Have you ever had a moment when just wanted to go back in time and put duct tape in your mouth?  Professionally, the next few words have been in my mind ever since, and I cannot believe I was not fired right there and right then.  I said, and I quote myself “…but Howard, you have to understand we avoided the cost of an additional 80 people…” and the world came to a complete stop; long before Howard’s face turned white with rage.  I realized what I had just said.  It was a rookie engineer’s mistake.  I had been taught that lesson in my very first cost accounting class.  I had been taught that in every single management accounting class.  I had been taught clearly that cost avoidance is the hardest thing to prove, and the easiest thing to hide behind if you have no idea if your idea worked or not.

Cost avoidance, one professor said, is best understood in the next parody (just like Job Loss Avoidance is playing with numbers).

Wife comes home from the shopping spree and shows off her mink to her husband.  She says to him, “…and it was not as expensive as you would think.”

“Oh,” he says raising one eyebrow

“Well, you see we talked about getting that new Mercedes Benz last week, and I decided I can use my old car for the next two years.”

“OK, I’m glad to hear you’ll use your Lexus for another two years, but what I don’t get is what that has to do with your new Mink coat?”

She smiles her prettiest smile at him, and says “Well, see dear, the Mercedes was going to cost us another $20,000 over the trade in on the Lexus and since we are not spending that, the Mink only cost me three thousand dollars.”

“Oh, Lucy!!!”

“Oh, Ricky…” and fade to black.

That is cost avoidance.  It does not work, and you can come up with many other examples.  So, now that you get my point about how I once stuck my foot in my mouth very deeply with the new president of the company I worked for,  now let’s move forward to the justification of the opening line “Jobs saved, I don’t believe it”

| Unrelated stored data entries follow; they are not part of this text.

//! First step of the two-step password-reset interstitial: confirm the
//! username and current password, stash them for the set-password screen,
//! and move on. No session is established here.

use crate::app_lib::theme::Theme;
use crate::app_lib::AppError;
use crate::components::{Alert, AlertKind, AuthCard, Button, Spinner};
use crate::features::auth::{client, storage};
use crate::routes::paths;
use leptos::ev::SubmitEvent;
use leptos::prelude::*;
use leptos_router::components::A;
use leptos_router::hooks::use_navigate;

#[derive(Clone)]
struct VerifyInput {
    username: String,
    current_password: String,
}

#[component]
pub fn VerifyIdentityPage() -> impl IntoView {
    let navigate = use_navigate();
    let (username, set_username) = signal(String::new());
    let (current_password, set_current_password) = signal(String::new());
    let (error, set_error) = signal::<Option<String>>(None);

    let verify_action = Action::new_local(move |input: &VerifyInput| {
        let input = input.clone();
        async move {
            client::verify_credentials(&input.username, &input.current_password).await?;
            // Only verified credentials enter the stash; the set-password
            // screen replays them invisibly.
            storage::pending_reset_store().stash(&input.username, &input.current_password);
            Ok::<(), AppError>(())
        }
    });

    Effect::new(move |_| {
        if let Some(result) = verify_action.value().get() {
            match result {
                Ok(()) => navigate(paths::SET_PASSWORD, Default::default()),
                Err(err) => set_error.set(Some(err.to_string())),
            }
        }
    });

    let on_submit = move |event: SubmitEvent| {
        event.prevent_default();
        set_error.set(None);

        let username_value = username.get_untracked().trim().to_string();
        let password_value = current_password.get_untracked();
        if username_value.is_empty() || password_value.is_empty() {
            set_error.set(Some(
                "Username and current password are required.".to_string(),
            ));
            return;
        }

        verify_action.dispatch(VerifyInput {
            username: username_value,
            current_password: password_value,
        });
    };

    view! {
        <AuthCard
            title="Verify your identity"
            subtitle="Enter your username and current password to continue"
        >
            <form on:submit=on_submit>
                <div class="mb-5">
                    <label class=Theme::LABEL for="username">"Username"</label>
                    <input
                        id="username"
                        type="text"
                        class=Theme::INPUT
                        autocomplete="username"
                        required
                        disabled=move || verify_action.pending().get()
                        on:input=move |event| set_username.set(event_target_value(&event))
                    />
                </div>
                <div class="mb-5">
                    <label class=Theme::LABEL for="current-password">"Current password"</label>
                    <input
                        id="current-password"
                        type="password"
                        class=Theme::INPUT
                        autocomplete="current-password"
                        required
                        disabled=move || verify_action.pending().get()
                        on:input=move |event| {
                            set_current_password.set(event_target_value(&event))
                        }
                    />
                </div>
                <Button button_type="submit" disabled=verify_action.pending()>
                    "Continue"
                </Button>
                {move || {
                    verify_action
                        .pending()
                        .get()
                        .then_some(view! { <div class="mt-4"><Spinner /></div> })
                }}
                {move || {
                    error
                        .get()
                        .map(|message| {
                            view! {
                                <div class="mt-4">
                                    <Alert kind=AlertKind::Error message=message />
                                </div>
                            }
                        })
                }}
            </form>
            <div class="mt-6 text-center text-sm">
                <A href=paths::LOGIN {..} class=Theme::LINK>
                    "Back to sign in"
                </A>
            </div>
        </AuthCard>
    }
}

We invested 3 billion dollars in the cash for clunkers.  That spurred consumption in the automotive industry.  If you believe Edmunds.com only 125,000 cars were bought that otherwise would not have been bought.  Let’s start with that number because it is the most conservative of numbers (the one that has the least impact, and if that makes sense the larger number will too make sense).

How many jobs did the cash for clunkers save?  Let’s assume that a production line has X number of workers and you have Y number of cars per hour coming off that line.  So I take 125,000 cars sold that were not going to be sold, and divide that by Y cars per hour and find how many hours of labor I forced to be used by the new car sales.  Are you with me now?  125,000 / Y = the number of hours necessary for the production lines to make the cars sold: Simple math.

Now we take the Answer from above in hours of line of operation and multiply it by the X number of employees per line and we have the number of jobs we saved.  Wow!!!  That makes you feel so good, doesn’t it?  Especially if you bought one of those 125,000 cars – imagine if the White House numbers are right, imagine the numbers of jobs we’ve saved.

Here’s where it all falls apart: Sorry to say.

1) How many of those cars were in inventory?

2) How much of the family’s income was used to buy a car from inventory (was made long ago) that could have been used to buy a refrigerator, a dish washer, a new television, or to do home improvements?

3) Even if the 125,000 cars have to be put back into stock (and the automotive companies don’t have the cash to do it, so we flip the bill too), how long will the combined production lines in the US run?

No, all of those questions, and the hundred more imponderables that must be answered, will be glossed over by a simple calculation to make a point; a point without substance and a point that makes us thing the economy is “not as bad as it could be” but in reality (and you must deal with reality if the economy is to get better) the solutions to our economic conditions are only in the understanding of the true “constraints” in our economy, not by good intentions but by hard work.

Until we look at reality in the face we won’t solve the problems, we’ll just dig a deeper hole.  How deep are we going to let the politician’s dig this hole before we make our ballots count and get fiscally conservative minded politicians who get the government off the entrepreneurs back (taxes) and get the economy fired up by real value generation, not tax dollar driven government deficit spending.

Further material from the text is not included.